Im fotografischen Bereich kommt der Global Shutter bisher kaum zum Einsatz, da er zusätzliche Elektronik auf dem Sensor benötigt, welche die lichtempfindliche Fläche reduziert und damit zu stärkerem Rauschen und geringerem Dynamikumfang führen kann.

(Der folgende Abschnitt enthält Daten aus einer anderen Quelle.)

//! A nominal single-inheritance type system, usable as the oracle of type-union value sets.

use crate::error::ValueSetError;
use crate::sets::type_union::{Diagnostics, TypeId, TypeMatch, TypeOracle};
use hashbrown::HashMap;
use std::sync::Arc;

/// Types are numbered in depth-first order from a hidden top type, so that the subtypes of a type
/// form a contiguous range of identifiers starting at the type itself.
#[derive(Clone, Debug)]
pub struct TypeHierarchy {
    names: Vec<Arc<str>>,
    ids: HashMap<Arc<str>, TypeId>,
    last_subtype: Vec<TypeId>,
}

const TOP_TYPE: &str = "★any★";

impl TypeHierarchy {
    /// Constructs the type hierarchy from a set of (type, optional-parent) tuples.
    pub fn new<S: AsRef<str>>(types: impl IntoIterator<Item = (S, Option<S>)>) -> Result<Self, ValueSetError> {
        let mut pending: Vec<(Arc<str>, Arc<str>)> = Vec::new();
        for (name, parent) in types {
            let parent = parent.map_or(Arc::from(TOP_TYPE), |p| Arc::from(p.as_ref()));
            pending.push((Arc::from(name.as_ref()), parent));
        }
        let mut sys = TypeHierarchy {
            names: Vec::new(),
            ids: HashMap::new(),
            last_subtype: Vec::new(),
        };
        sys.push(Arc::from(TOP_TYPE))?;

        let mut trace: Vec<TypeId> = vec![TypeId::from(0)];
        while let Some(&parent) = trace.last() {
            let parent_name = &sys.names[usize::from(parent)];
            match pending.iter().position(|(_, p)| p == parent_name) {
                Some(pos_of_child) => {
                    let (child, _) = pending.remove(pos_of_child);
                    let child = sys.push(child)?;
                    // start looking for its children
                    trace.push(child);
                }
                None => {
                    // before removing from trace, record the id of the last child.
                    sys.last_subtype[usize::from(parent)] = TypeId::from(sys.names.len() - 1);
                    trace.pop();
                }
            }
        }
        if pending.is_empty() {
            Ok(sys)
        } else {
            Err(ValueSetError::UnreachableFromRoot(
                pending.into_iter().map(|(name, _)| name.to_string()).collect(),
            ))
        }
    }

    fn push(&mut self, name: Arc<str>) -> Result<TypeId, ValueSetError> {
        let id = TypeId::from(self.names.len());
        if self.ids.insert(name.clone(), id).is_some() {
            return Err(ValueSetError::DuplicatedType(name.to_string()));
        }
        self.names.push(name);
        self.last_subtype.push(id);
        Ok(id)
    }

    pub fn top_type(&self) -> TypeId {
        TypeId::from(0)
    }

    pub fn id_of(&self, name: &str) -> Option<TypeId> {
        self.ids.get(name).copied()
    }

    pub fn name_of(&self, tid: TypeId) -> &str {
        &self.names[usize::from(tid)]
    }

    pub fn is_subtype(&self, tpe: TypeId, possible_subtype: TypeId) -> bool {
        tpe <= possible_subtype && possible_subtype <= self.last_subtype[usize::from(tpe)]
    }

    /// Returns true if the two types may have common values
    pub fn are_compatible(&self, t1: TypeId, t2: TypeId) -> bool {
        t1 == t2 || self.is_subtype(t1, t2) || self.is_subtype(t2, t1)
    }

    /// Iterator on all user types by increasing identifier.
    pub fn types(&self) -> impl Iterator<Item = TypeId> + '_ {
        (1..self.names.len()).map(TypeId::from)
    }
}

impl TypeOracle for TypeHierarchy {
    fn matches(&self, candidate: TypeId, pattern: TypeId, diagnostics: &mut Diagnostics) -> TypeMatch {
        if self.is_subtype(pattern, candidate) {
            TypeMatch::True
        } else if self.are_compatible(candidate, pattern) {
            diagnostics.report(|| {
                format!(
                    "a {} may or may not be a {}",
                    self.name_of(candidate),
                    self.name_of(pattern)
                )
            });
            TypeMatch::Unknown
        } else {
            TypeMatch::False
        }
    }

    fn type_name(&self, tpe: TypeId) -> String {
        self.name_of(tpe).to_string()
    }
}

#[cfg(test)]
mod tests {
    use super::*;
    use crate::sets::type_union::TypeUnionValueSet;

    fn hierarchy() -> TypeHierarchy {
        TypeHierarchy::new(vec![
            ("A", None),
            ("B", None),
            ("A1", Some("A")),
            ("A11", Some("A1")),
            ("A2", Some("A")),
            ("A12", Some("A1")),
        ])
        .unwrap()
    }

    #[test]
    fn type_system() {
        let ts = hierarchy();
        let types = ["A", "B", "A1", "A11", "A12", "A2"];
        let ids: Vec<TypeId> = types.iter().map(|name| ts.id_of(name).unwrap()).collect();
        let [a, b, a1, a11, a12, a2] = *ids else { unreachable!() };
        assert!(ts.is_subtype(a, a));
        assert!(ts.is_subtype(a, a1));
        assert!(ts.is_subtype(a, a11));
        assert!(ts.is_subtype(a, a12));
        assert!(ts.is_subtype(a, a2));

        assert!(ts.is_subtype(a1, a11));
        assert!(ts.is_subtype(a1, a12));
        assert!(!ts.is_subtype(a1, a));
        assert!(!ts.is_subtype(a1, a2));

        assert!(!ts.is_subtype(a, b));
        assert!(!ts.is_subtype(b, a));

        assert!(ts.are_compatible(a, a11));
        assert!(ts.are_compatible(a11, a));
        assert!(!ts.are_compatible(a, b));
        assert!(!ts.are_compatible(a2, a1));
        assert!(ts.is_subtype(ts.top_type(), b));
        assert_eq!(ts.types().count(), 6);
    }

    #[test]
    fn invalid_hierarchies() {
        let orphan = TypeHierarchy::new(vec![("A", None), ("C", Some("Z"))]);
        assert_eq!(orphan.unwrap_err(), ValueSetError::UnreachableFromRoot(vec!["C".to_string()]));
        let duplicated = TypeHierarchy::new(vec![("A", None), ("A", None)]);
        assert_eq!(duplicated.unwrap_err(), ValueSetError::DuplicatedType("A".to_string()));
    }

    #[test]
    fn oracle() {
        let ts = hierarchy();
        let id = |name: &str| ts.id_of(name).unwrap();
        let mut diagnostics = Diagnostics::collecting();
        assert_eq!(ts.matches(id("A11"), id("A"), &mut diagnostics), TypeMatch::True);
        assert_eq!(ts.matches(id("A2"), id("A1"), &mut diagnostics), TypeMatch::False);
        assert_eq!(ts.matches(id("A"), id("A1"), &mut diagnostics), TypeMatch::Unknown);
        assert_eq!(diagnostics.messages(), ["a A may or may not be a A1"]);
    }

    #[test]
    fn union_of_cases() {
        let ts = Arc::new(hierarchy());
        let a1 = ts.id_of("A1").unwrap();
        let a2 = ts.id_of("A2").unwrap();
        let b = ts.id_of("B").unwrap();
        let candidates: Arc<[TypeId]> = Arc::from(vec![a1, a2, b]);
        let oracle: Arc<dyn TypeOracle> = ts.clone();

        let is_a1 = TypeUnionValueSet::from_type_match(a1, candidates.clone(), oracle.clone());
        let is_b = TypeUnionValueSet::from_type_match(b, candidates.clone(), oracle.clone());
        assert!(is_a1.intersect(&is_b).is_empty());

        let is_a = TypeUnionValueSet::from_type_match(ts.id_of("A").unwrap(), candidates.clone(), oracle.clone());
        let rest = is_a.union(&is_b).complement();
        assert!(rest.includes_null());
        assert!(!rest.might_include_non_null(&mut Diagnostics::discarding()));
        assert_eq!(rest.to_string(), "!(A || B)");
    }
}
//! Concrete value set representations, one per family of domains.

pub mod boolean;
pub mod enumerated;
pub mod floating;
pub mod native;
pub mod numeric;
pub mod type_union;

pub use boolean::BoolValueSet;
pub use enumerated::EnumeratedValueSet;
pub use floating::FloatingValueSet;
pub use native::{NintValueSet, NuintValueSet};
pub use numeric::{DecimalValueSet, NumericValueSet};
pub use type_union::{Diagnostics, TypeId, TypeMatch, TypeOracle, TypeUnionValueSet};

Eine Ausnahme ist die Messsucherkamera Pixii aus Frankreich mit APS-C-Sensor und 11 Megapixeln, die ausschließlich einen Global Shutter und keinen mechanischen Kamera-Verschluss mehr mitbringt. Leider konnte uns der Hersteller bisher kein Testgerät zur Verfügung stellen. (Aktualisierung: die Nachfolgerin der ersten Pixii kommt wieder ohne Global Shutter aus, hat dafür aber eine höhere Auflösung). Panasonic hatte bereits 2018 die Entwicklung einer Videokamera mit organischem Sensor und Global Shutter angekündigt, die aber noch nicht im Einsatz zu sein scheint.

Dieser Artikel stammt aus fotoMAGAZIN 9/21. Aktualisierungen sind im Text gekennzeichnet.